* Your goal:
The answer should contain each record below, repeated exactly.

* Exercise input:
=== Begin Enclosure ===
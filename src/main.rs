//! Brainstem demo driver.
//!
//! Loads `config.ini`, builds an [`Engine`], spawns the actors of a JSON
//! scenario (or a single built-in wanderer), and simulates a fixed number of
//! frames headlessly, logging where every actor ended up.
//!
//! # Running
//!
//! ```sh
//! cargo run --release -- --scenario assets/scenarios/patrol.json --frames 600
//! RUST_LOG=debug cargo run -- --validate
//! ```

use std::path::PathBuf;

use bevy_ecs::prelude::*;
use clap::Parser;
use glam::Vec3;

use brainstem::components::actortransform::ActorTransform;
use brainstem::components::brain::Brain;
use brainstem::components::candidates::{MoveCandidates, TurnCandidates};
use brainstem::components::gravity::Gravity;
use brainstem::components::providers::{ConstantMove, FaceYaw, WanderMove};
use brainstem::engine::{ActorSpec, Engine};
use brainstem::resources::camerarig::CameraRig;
use brainstem::resources::engineconfig::EngineConfig;
use brainstem::scenario::load_scenario;

/// Brainstem: priority-arbitrated actor scheduling, headless.
#[derive(Parser)]
#[command(version, about)]
struct Cli {
    /// INI configuration file.
    #[arg(long, value_name = "PATH", default_value = "./config.ini")]
    config: PathBuf,

    /// JSON scenario to spawn. A single demo actor is used when omitted.
    #[arg(long, value_name = "PATH")]
    scenario: Option<PathBuf>,

    /// Frames to simulate; overrides `[run] frames`.
    #[arg(long)]
    frames: Option<u32>,

    /// Frame delta in seconds; overrides `[run] frame_dt`.
    #[arg(long)]
    dt: Option<f32>,

    /// Validate the spawned actors and exit.
    #[arg(long)]
    validate: bool,

    /// Write the effective configuration back to the config file and exit.
    #[arg(long)]
    write_config: bool,
}

fn demo_actor(config: &EngineConfig) -> ActorSpec {
    ActorSpec {
        transform: ActorTransform::from_xyz(0.0, 2.0, 0.0),
        moves: MoveCandidates::new()
            .with(ConstantMove::new(Vec3::new(1.0, 0.0, 0.0), 1).with_label("stroll"))
            .with(WanderMove::new(2.0, 2, 1.5, 7)),
        turns: TurnCandidates::new().with(FaceYaw::new(90.0, 120.0, 1)),
        gravity: Some(Gravity::new(config.gravity, config.ground_height)),
        ik: true,
        ..ActorSpec::new(config.brain_timing)
    }
}

fn main() {
    env_logger::Builder::from_env(env_logger::Env::default().default_filter_or("info")).init();

    let cli = Cli::parse();

    let mut config = EngineConfig::with_path(&cli.config);
    if let Err(e) = config.load_from_file() {
        log::warn!("{}; using defaults", e);
    }
    if let Some(frames) = cli.frames {
        config.frames = frames;
    }
    if let Some(dt) = cli.dt {
        config.frame_dt = dt;
    }

    if cli.write_config {
        if let Err(e) = config.save_to_file() {
            eprintln!("Error: {e}");
            std::process::exit(1);
        }
        println!("config written to {}", config.config_path.display());
        return;
    }

    let frames = config.frames;
    let frame_dt = config.frame_dt;
    let mut engine = Engine::new(config.clone());

    match &cli.scenario {
        Some(path) => {
            let spawned = load_scenario(path).and_then(|scenario| scenario.spawn(engine.world_mut()));
            if let Err(e) = spawned {
                eprintln!("Error: {e}");
                std::process::exit(1);
            }
        }
        None => {
            let actor = engine.spawn_actor(demo_actor(&config));
            engine.world_mut().insert_resource(CameraRig::following(actor));
        }
    }

    let problems = engine.report_validation();
    if cli.validate {
        if problems > 0 {
            std::process::exit(1);
        }
        println!("all actors valid");
        return;
    }

    log::info!("simulating {} frames of {:.4}s", frames, frame_dt);
    engine.run(frames, frame_dt);

    let world = engine.world_mut();
    let mut poses = world.query::<(Entity, &ActorTransform, &Brain)>();
    for (actor, transform, brain) in poses.iter(world) {
        log::info!(
            "{:?} [{}] at ({:.3}, {:.3}, {:.3}) yaw {:.1}, velocity {:?}",
            actor,
            brain.timing,
            transform.position.x,
            transform.position.y,
            transform.position.z,
            transform.yaw,
            brain.last_velocity
        );
    }
    if let Some(rig) = world.get_resource::<CameraRig>() {
        log::info!("camera at {:?} looking at {:?}", rig.position, rig.focus);
    }

    engine.shutdown();
}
=== End Enclosure ===
* Solution to the problem:
filename src/main.rs
//! Brainstem demo driver.
//!
//! Loads `config.ini`, builds an [`Engine`], spawns the actors of a JSON
//! scenario (or a single built-in wanderer), and simulates a fixed number of
//! frames headlessly, logging where every actor ended up.
//!
//! # Running
//!
//! ```sh
//! cargo run --release -- --scenario assets/scenarios/patrol.json --frames 600
//! RUST_LOG=debug cargo run -- --validate
//! ```

use std::path::PathBuf;

use bevy_ecs::prelude::*;
use clap::Parser;
use glam::Vec3;

use brainstem::components::actortransform::ActorTransform;
use brainstem::components::brain::Brain;
use brainstem::components::candidates::{MoveCandidates, TurnCandidates};
use brainstem::components::gravity::Gravity;
use brainstem::components::providers::{ConstantMove, FaceYaw, WanderMove};
use brainstem::engine::{ActorSpec, Engine};
use brainstem::resources::camerarig::CameraRig;
use brainstem::resources::engineconfig::EngineConfig;
use brainstem::scenario::load_scenario;

/// Brainstem: priority-arbitrated actor scheduling, headless.
#[derive(Parser)]
#[command(version, about)]
struct Cli {
    /// INI configuration file.
    #[arg(long, value_name = "PATH", default_value = "./config.ini")]
    config: PathBuf,

    /// JSON scenario to spawn. A single demo actor is used when omitted.
    #[arg(long, value_name = "PATH")]
    scenario: Option<PathBuf>,

    /// Frames to simulate; overrides `[run] frames`.
    #[arg(long)]
    frames: Option<u32>,

    /// Frame delta in seconds; overrides `[run] frame_dt`.
    #[arg(long)]
    dt: Option<f32>,

    /// Validate the spawned actors and exit.
    #[arg(long)]
    validate: bool,

    /// Write the effective configuration back to the config file and exit.
    #[arg(long)]
    write_config: bool,
}

fn demo_actor(config: &EngineConfig) -> ActorSpec {
    ActorSpec {
        transform: ActorTransform::from_xyz(0.0, 2.0, 0.0),
        moves: MoveCandidates::new()
            .with(ConstantMove::new(Vec3::new(1.0, 0.0, 0.0), 1).with_label("stroll"))
            .with(WanderMove::new(2.0, 2, 1.5, 7)),
        turns: TurnCandidates::new().with(FaceYaw::new(90.0, 120.0, 1)),
        gravity: Some(Gravity::new(config.gravity, config.ground_height)),
        ik: true,
        ..ActorSpec::new(config.brain_timing)
    }
}

fn main() {
    env_logger::Builder::from_env(env_logger::Env::default().default_filter_or("info")).init();

    let cli = Cli::parse();

    let mut config = EngineConfig::with_path(&cli.config);
    if let Err(e) = config.load_from_file() {
        log::warn!("{}; using defaults", e);
    }
    if let Some(frames) = cli.frames {
        config.frames = frames;
    }
    if let Some(dt) = cli.dt {
        config.frame_dt = dt;
    }

    if cli.write_config {
        if let Err(e) = config.save_to_file() {
            eprintln!("Error: {e}");
            std::process::exit(1);
        }
        println!("config written to {}", config.config_path.display());
        return;
    }

    let frames = config.frames;
    let frame_dt = config.frame_dt;
    let mut engine = Engine::new(config.clone());

    match &cli.scenario {
        Some(path) => {
            let spawned = load_scenario(path).and_then(|scenario| scenario.spawn(engine.world_mut()));
            if let Err(e) = spawned {
                eprintln!("Error: {e}");
                std::process::exit(1);
            }
        }
        None => {
            let actor = engine.spawn_actor(demo_actor(&config));
            engine.world_mut().insert_resource(CameraRig::following(actor));
        }
    }

    let problems = engine.report_validation();
    if cli.validate {
        if problems > 0 {
            std::process::exit(1);
        }
        println!("all actors valid");
        return;
    }

    log::info!("simulating {} frames of {:.4}s", frames, frame_dt);
    engine.run(frames, frame_dt);

    let world = engine.world_mut();
    let mut poses = world.query::<(Entity, &ActorTransform, &Brain)>();
    for (actor, transform, brain) in poses.iter(world) {
        log::info!(
            "{:?} [{}] at ({:.3}, {:.3}, {:.3}) yaw {:.1}, velocity {:?}",
            actor,
            brain.timing,
            transform.position.x,
            transform.position.y,
            transform.position.z,
            transform.yaw,
            brain.last_velocity
        );
    }
    if let Some(rig) = world.get_resource::<CameraRig>() {
        log::info!("camera at {:?} looking at {:?}", rig.position, rig.focus);
    }

    engine.shutdown();
}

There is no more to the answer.